_Data provided_:
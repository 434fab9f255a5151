//! Model-coordinate geometry primitives.

use serde::{Deserialize, Serialize};

/// Tolerance used when deciding whether two points coincide.
pub const EPSILON: f64 = 1e-6;

/// A point in diagram model coordinates.
#[derive(Debug, Clone, Copy, PartialEq, Default, Serialize, Deserialize)]
pub struct Point {
    pub x: f64,
    pub y: f64,
}

impl Point {
    pub fn new(x: f64, y: f64) -> Self {
        Self { x, y }
    }

    /// Linear interpolation between `self` and `other` at parameter `t`.
    ///
    /// `t = 0` yields `self` exactly, `t = 1` yields `other` exactly.
    pub fn lerp(self, other: Point, t: f64) -> Point {
        Point {
            x: (1.0 - t) * self.x + t * other.x,
            y: (1.0 - t) * self.y + t * other.y,
        }
    }

    /// Whether both coordinates are within [`EPSILON`] of `other`.
    pub fn almost_equals(self, other: Point) -> bool {
        (self.x - other.x).abs() < EPSILON && (self.y - other.y).abs() < EPSILON
    }
}

impl From<(f64, f64)> for Point {
    fn from((x, y): (f64, f64)) -> Self {
        Point { x, y }
    }
}

#[cfg(test)]
mod tests {
    use super::*;

    #[test]
    fn lerp_endpoints_are_exact() {
        let a = Point::new(5.0, 5.0);
        let b = Point::new(8.0, 2.0);
        assert_eq!(a.lerp(b, 0.0), a);
        assert_eq!(a.lerp(b, 1.0), b);
    }

    #[test]
    fn lerp_midpoint() {
        let a = Point::new(5.0, 5.0);
        let b = Point::new(8.0, 2.0);
        assert_eq!(a.lerp(b, 0.5), Point::new(6.5, 3.5));
    }

    #[test]
    fn almost_equals_tolerance() {
        let a = Point::new(1.0, 1.0);
        assert!(a.almost_equals(Point::new(1.0 + 1e-9, 1.0)));
        assert!(!a.almost_equals(Point::new(1.001, 1.0)));
    }
}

_Work to be completed_:
Look through the listing, and copy each line in which the string "impl" turns up.

_Your solution_:
impl Point {
impl From<(f64, f64)> for Point {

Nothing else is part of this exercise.